History is misrepresented by Changers’ statements. Allegations about J.E.B. Stuart fighting for “the values of the Confederacy of slavery, white supremacy and racism” and that Stuart “fought to keep slaves in chains” are contentious sound bites designed to incite. Northern slave states fought Southern slave states during the Civil War. General Grant held slaves. The North fought to preserve the Union. The South fought for independence. Facts are facts. Context is critical.
One cannot generalize Virginia Civil War history. There were many reasons the various states seceded. Historical documentation confirms that Virginia seceded in defense of state’s rights. On February 13, 1861, an elected delegation of Virginia voted against seceding from the United States. Only after multiple provocative events and a federal proclamation by the Lincoln Administration requiring states to provide soldiers did Virginia vote to secede from the Union in May 1861. J.E.B. Stuart and Robert E. Lee resigned their U.S. Army commissions and followed their homeland of Virginia into secession. (Of note: The phrase “these United States are” describes a collection of independent states and is referenced in the 1865 13th Amendment to the U.S. Constitution as “the United States are.” The Civil War changed the definition and today, the United States is a collection of unified states.) Historically J.E.B. Stuart’s overall military reputation eclipses his service as a Confederate officer.

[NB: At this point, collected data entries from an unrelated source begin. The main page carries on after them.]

use std::sync::Arc;

use bundlectl::app::{App, ApplyOptions};
use bundlectl::bundle::Bundle;
use bundlectl::config::{Config, Home, PluginSelection};
use bundlectl::context::Context;
use bundlectl::exec::DriverRegistry;
use bundlectl::resolver::{BundleCache, BundleResolver};
use bundlectl::secrets::memory::MemorySecretStore;
use bundlectl::storage::memory::MemoryDocumentStore;
use bundlectl::storage::{Sanitizer, Storage};
use tempfile::TempDir;

use crate::fake_driver::{FakeDriver, FAKE_DRIVER};
use crate::registry::InMemoryRegistry;

pub const NAMESPACE: &str = "dev";

/// A fully wired [`App`] over in-memory storage, secrets and registry,
/// with the fake driver as the default runtime.
pub struct Harness {
    pub home: TempDir,
    pub app: App,
    pub storage: Storage,
    pub documents: Arc<MemoryDocumentStore>,
    pub secrets: Arc<MemorySecretStore>,
    pub registry: InMemoryRegistry,
    pub resolver: BundleResolver,
    pub driver: FakeDriver,
}

impl Harness {
    pub fn new() -> Self {
        Self::with_driver(FakeDriver::new())
    }

    pub fn with_driver(driver: FakeDriver) -> Self {
        let home = tempfile::tempdir().expect("temp home");
        let config = Config {
            namespace: NAMESPACE.to_string(),
            storage: PluginSelection::builtin("memory"),
            secrets: PluginSelection::builtin("memory"),
            runtime_driver: FAKE_DRIVER.to_string(),
            ..Default::default()
        };
        let root = Home::new(home.path());

        let secrets = Arc::new(MemorySecretStore::default());
        let documents = Arc::new(MemoryDocumentStore::new());
        let storage = Storage::new(documents.clone(), Sanitizer::new(secrets.clone()));
        let registry = InMemoryRegistry::new();
        let resolver = BundleResolver::new(
            BundleCache::new(root.cache_dir()),
            Arc::new(registry.clone()),
        );
        let mut drivers = DriverRegistry::new();
        drivers.register(Arc::new(driver.clone()));

        let app = App::new(root, config, storage.clone(), resolver.clone(), drivers);
        Self {
            home,
            app,
            storage,
            documents,
            secrets,
            registry,
            resolver,
            driver,
        }
    }

    pub fn ctx(&self) -> Context {
        Context::default()
    }

    pub fn publish(&self, reference: &str, bundle: Bundle) {
        self.registry.publish(reference, bundle);
    }

    pub fn options(&self) -> ApplyOptions {
        ApplyOptions::default()
    }
}

impl Default for Harness {
    fn default() -> Self {
        Self::new()
    }
}
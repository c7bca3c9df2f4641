//! Small filesystem helpers shared by the on-disk stores and the cache.
//!
//! Everything written under the home directory is private to the user:
//! directories are created 0700, files 0600, and every write goes through a
//! temp file in the same directory followed by a rename.

use std::fs;
use std::io::Write;
use std::path::{Path, PathBuf};

use crate::errors::{BundleError, Result};

#[cfg(unix)]
const PRIVATE_DIR_MODE: u32 = 0o700;
#[cfg(unix)]
const PRIVATE_FILE_MODE: u32 = 0o600;

/// Create `dir` (and parents) with owner-only permissions.
pub fn create_private_dir(dir: &Path) -> Result<()> {
    fs::create_dir_all(dir)?;
    #[cfg(unix)]
    {
        use std::os::unix::fs::PermissionsExt;
        fs::set_permissions(dir, fs::Permissions::from_mode(PRIVATE_DIR_MODE))?;
    }
    Ok(())
}

/// Atomically replace `path` with `contents`, mode 0600.
pub fn write_private(path: &Path, contents: &[u8]) -> Result<()> {
    let dir = path.parent().ok_or_else(|| {
        BundleError::InvariantViolated(format!("{} has no parent directory", path.display()))
    })?;
    if !dir.exists() {
        create_private_dir(dir)?;
    }

    let mut tmp = tempfile::NamedTempFile::new_in(dir)?;
    tmp.write_all(contents)?;
    tmp.as_file().sync_all()?;
    #[cfg(unix)]
    {
        use std::os::unix::fs::PermissionsExt;
        fs::set_permissions(tmp.path(), fs::Permissions::from_mode(PRIVATE_FILE_MODE))?;
    }
    tmp.persist(path).map_err(|e| BundleError::Io(e.error))?;
    Ok(())
}

/// Read a file, mapping a missing file to `NotFound`.
pub fn read_existing(path: &Path) -> Result<Vec<u8>> {
    match fs::read(path) {
        Ok(bytes) => Ok(bytes),
        Err(e) if e.kind() == std::io::ErrorKind::NotFound => {
            Err(BundleError::not_found(path.display().to_string()))
        }
        Err(e) => Err(e.into()),
    }
}

/// Remove a file, mapping a missing file to `NotFound`.
pub fn remove_existing(path: &Path) -> Result<()> {
    match fs::remove_file(path) {
        Ok(()) => Ok(()),
        Err(e) if e.kind() == std::io::ErrorKind::NotFound => {
            Err(BundleError::not_found(path.display().to_string()))
        }
        Err(e) => Err(e.into()),
    }
}

/// Files directly inside `dir` with the given extension, sorted by name.
/// A missing directory is treated as empty.
pub fn list_files(dir: &Path, extension: &str) -> Result<Vec<PathBuf>> {
    let entries = match fs::read_dir(dir) {
        Ok(entries) => entries,
        Err(e) if e.kind() == std::io::ErrorKind::NotFound => return Ok(Vec::new()),
        Err(e) => return Err(e.into()),
    };
    let mut files = Vec::new();
    for entry in entries {
        let path = entry?.path();
        if path.is_file() && path.extension().and_then(|e| e.to_str()) == Some(extension) {
            files.push(path);
        }
    }
    files.sort();
    Ok(files)
}

/// A file name for an arbitrary key: the key itself when it is already a
/// safe file name, otherwise its blake3 hash.
pub fn safe_file_name(key: &str) -> String {
    let safe = !key.is_empty()
        && key.len() <= 200
        && !key.starts_with('.')
        && key
            .chars()
            .all(|c| c.is_ascii_alphanumeric() || matches!(c, '-' | '_' | '.'));
    if safe {
        key.to_string()
    } else {
        blake3::hash(key.as_bytes()).to_hex().to_string()
    }
}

The Smithsonian this summer is offering a day tour focusing on his military strategy.
One cannot generalize desegregation in Fairfax. The Changers’ initial petition to change the name vilified the 1958 Fairfax County School Board that fulfilled the Brown v Board of Education mandate to desegregate. At least three 1958 FCSB members openly opposed Massive Resistance, and in the end, Fairfax was the first county in the state to fully integrate.
Princeton, and now UVA, acknowledge their responsibility to educate students about the complicated legacies of their institutions. As an educational body it is incumbent upon the Fairfax County School Board to shun political motivations and pressure from organized lobbying groups and truthfully educate students about the complex history of Virginia and Fairfax County. It’s time to dispense with vitriolic sound bites, bullying and intimidation. We need to factually and thoughtfully examine our Civil War legacy and the ultimate sacrifice J.E.B. Stuart and hundreds of thousands of soldiers (Northern and Southern) made that conclusively unified our nation. We need to recognize and be proud of the fact Fairfax was the first county in the state of Virginia to fully integrate.
Keep the name of J.E.B. Stuart High School.